At the outset, a three-judge bench led by Chief Justice of India D Y Chandrachud and comprising justices J B Pardiwala and Manoj Misra told advocate Aljo K Joseph, representing Michel’s, that the court is not keen to entertain his plea seeking release from the jail.
Michel’s counsel said that a section in the extradition act makes it clear that his client cannot be charged under any other offences which were not there in the extradition application. “We cannot go ad nauseam…”, said the CJI, while declining to entertain Michel’s plea.
Michel, in his petition, said he has spent five years and three months in jail, while the maximum punishment in the case, if he is found guilty, is five years. He added that the investigation is not over and the trial has not even started, so his further judicial detention is "illegal".
The plea sought a direction declaring that the continuation of detention of the Petitioner in the Judicial Custody is illegal and violative of Article 21 of the Constitution of India. It also sought a direction that the petitioner shall be released since he has completed the maximum sentence which can be awarded to the petitioner under the law.
The plea cited Section 436A of the Code of Criminal Procedure (CrPC) which allows undertrials to be released on bail if they have undergone even half the sentence of the maximum punishment that they can be sentenced to if convicted before 2014 amendment, the maximum sentence for the offence he has been charged with is only 5 years.

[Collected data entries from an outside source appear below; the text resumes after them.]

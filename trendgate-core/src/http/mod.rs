//! HTTP surface built on hyper
//!
//! - [`routes`] - endpoint handlers and [`AppState`]
//! - [`query`] - query-string parsing
//! - [`response`] - JSON responses and failure-to-status mapping
//!
//! The accept loop lives in [`crate::app`].

pub mod query;
pub mod response;
pub mod routes;

pub use response::{Resp, RespBody};
pub use routes::{handle_request, AppState};
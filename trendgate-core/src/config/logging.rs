//! Logging configuration

use crate::logging::{LogFormat, LogLevel};
use anyhow::{Context, Result};
use serde::{Deserialize, Serialize};
use std::env;

#[derive(Debug, Clone, PartialEq, Eq, Serialize, Deserialize)]
#[serde(default)]
pub struct LoggingConfig {
    /// off, error, warn, info, debug or trace
    /// Env: TG_LOG_LEVEL
    pub level: String,
    /// human, json or logfmt
    /// Env: TG_LOG_FORMAT
    pub format: String,
}

impl Default for LoggingConfig {
    fn default() -> Self {
        Self { level: "info".to_string(), format: "human".to_string() }
    }
}

impl LoggingConfig {
    pub fn merge(&mut self, other: Self) {
        *self = other;
    }

    pub fn apply_env_vars(&mut self) {
        if let Ok(level) = env::var("TG_LOG_LEVEL") {
            self.level = level;
        }
        if let Ok(format) = env::var("TG_LOG_FORMAT") {
            self.format = format;
        }
    }

    pub fn validate(&self) -> Result<()> {
        self.level.parse::<LogLevel>().context("Invalid logging.level")?;
        self.format.parse::<LogFormat>().context("Invalid logging.format")?;
        Ok(())
    }
}
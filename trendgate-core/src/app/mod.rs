//! Trendgate server
//!
//! Wires configuration, the provider, the fetch orchestrator and the HTTP
//! routes together, then runs the accept loop.
//!
//! # Example
//!
//! ```no_run
//! use trendgate_core::app::TrendGateServer;
//! use trendgate_core::config::TrendGateConfig;
//!
//! # async fn example() -> anyhow::Result<()> {
//! TrendGateServer::with_config(TrendGateConfig::load()?)
//!     .with_port(8080)
//!     .serve()
//!     .await?;
//! # Ok(())
//! # }
//! ```

pub mod builder;

pub use builder::TrendGateServerBuilder;

use crate::config::TrendGateConfig;
use crate::http::{handle_request, AppState};
use anyhow::{Context, Result};
use hyper::body::Incoming;
use hyper::server::conn::http1;
use hyper::service::service_fn;
use hyper::Request;
use hyper_util::rt::TokioIo;
use std::future::Future;
use std::net::SocketAddr;
use std::sync::Arc;
use tokio::net::TcpListener;

/// A fully wired server, not yet listening
pub struct TrendGateServer {
    config: TrendGateConfig,
    state: Arc<AppState>,
}

impl TrendGateServer {
    /// Start building a server from default configuration
    pub fn new() -> TrendGateServerBuilder {
        TrendGateServerBuilder::new()
    }

    /// Start building a server from `config`
    pub fn with_config(config: TrendGateConfig) -> TrendGateServerBuilder {
        TrendGateServerBuilder::with_config(config)
    }

    pub fn config(&self) -> &TrendGateConfig {
        &self.config
    }

    pub fn state(&self) -> &Arc<AppState> {
        &self.state
    }

    /// Bind the configured address and serve until Ctrl-C
    pub async fn serve(self) -> Result<()> {
        let addr = self.config.server.bind_address();
        let listener = TcpListener::bind(&addr)
            .await
            .with_context(|| format!("Failed to bind to {}", addr))?;

        self.serve_on(listener, shutdown_signal()).await
    }

    /// Serve connections from `listener` until `shutdown` completes
    ///
    /// In-flight connections are left to finish on their own tasks.
    pub async fn serve_on<F>(self, listener: TcpListener, shutdown: F) -> Result<()>
    where
        F: Future<Output = ()>,
    {
        let local: SocketAddr = listener.local_addr().context("Listener has no local address")?;
        self.log_startup(local);

        tokio::pin!(shutdown);
        loop {
            let (stream, remote) = tokio::select! {
                _ = &mut shutdown => {
                    log::info!("Shutdown requested, no longer accepting connections");
                    return Ok(());
                }
                accepted = listener.accept() => match accepted {
                    Ok(conn) => conn,
                    Err(err) => {
                        log::warn!("Failed to accept connection: {}", err);
                        continue;
                    }
                },
            };

            let state = Arc::clone(&self.state);
            tokio::spawn(async move {
                let service = service_fn(move |req: Request<Incoming>| {
                    handle_request(req, Arc::clone(&state))
                });
                if let Err(err) =
                    http1::Builder::new().serve_connection(TokioIo::new(stream), service).await
                {
                    log::debug!("Connection from {} ended with error: {}", remote, err);
                }
            });
        }
    }

    fn log_startup(&self, local: SocketAddr) {
        let config = &self.config;
        log::info!("Trendgate listening on http://{}", local);
        log::info!(
            "   Cache: ttl {}s, max {} items{}",
            config.cache.ttl_seconds,
            config.cache.max_items,
            if config.cache.enabled() { "" } else { " (disabled)" }
        );
        log::info!(
            "   Cooldown: {}s per key, coalescing {}",
            config.throttle.cooldown_seconds,
            if config.throttle.coalesce_requests { "on" } else { "off" }
        );
        log::info!(
            "   Retry: {} attempts, backoff base {} ms",
            config.retry.max_retries.max(1),
            config.retry.backoff_base_ms
        );
        log::info!(
            "   Provider: {} (geo {}, timeframe '{}')",
            config.provider.base_url,
            config.provider.default_geo,
            config.provider.timeframe
        );
    }
}

/// Resolves on Ctrl-C; never resolves if the signal can't be installed
async fn shutdown_signal() {
    if let Err(err) = tokio::signal::ctrl_c().await {
        log::warn!("Could not listen for Ctrl-C: {}", err);
        std::future::pending::<()>().await;
    }
}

Michel, the middleman in the AgustaWestland chopper scandal, was extradited from Dubai, after his arrest in 2017 in the UAE. The AgustaWestland case involves a 2007 contract signed by the government to buy 12 luxury helicopters for use by top leaders, including the President, Prime Minister, and former prime ministers. In 2014, the government scrapped the contract amid allegations that the supplier AgustaWestland, whose parent company was Finmeccanica, allegedly gave bribes in Italy and India.